TASK INSTRUCTIONS:
Beginning at the line containing "pub mod drive;", print every line until the records end, keeping each exactly as it is.

INFORMATION GIVEN:
##########
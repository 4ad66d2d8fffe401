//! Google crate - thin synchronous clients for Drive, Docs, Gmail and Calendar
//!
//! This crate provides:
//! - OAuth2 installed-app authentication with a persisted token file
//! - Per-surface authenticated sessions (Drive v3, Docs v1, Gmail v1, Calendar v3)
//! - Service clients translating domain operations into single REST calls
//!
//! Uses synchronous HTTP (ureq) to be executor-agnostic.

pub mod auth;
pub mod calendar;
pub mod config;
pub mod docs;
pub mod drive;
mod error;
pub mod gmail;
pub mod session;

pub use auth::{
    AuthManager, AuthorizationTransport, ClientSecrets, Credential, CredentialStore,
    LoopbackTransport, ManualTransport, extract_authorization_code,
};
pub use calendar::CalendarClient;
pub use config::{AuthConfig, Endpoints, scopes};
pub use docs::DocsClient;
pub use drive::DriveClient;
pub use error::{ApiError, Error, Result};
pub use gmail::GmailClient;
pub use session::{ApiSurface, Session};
##########
OUTPUT BELOW:
pub mod drive;
mod error;
pub mod gmail;
pub mod session;

pub use auth::{
    AuthManager, AuthorizationTransport, ClientSecrets, Credential, CredentialStore,
    LoopbackTransport, ManualTransport, extract_authorization_code,
};
pub use calendar::CalendarClient;
pub use config::{AuthConfig, Endpoints, scopes};
pub use docs::DocsClient;
pub use drive::DriveClient;
pub use error::{ApiError, Error, Result};
pub use gmail::GmailClient;
pub use session::{ApiSurface, Session};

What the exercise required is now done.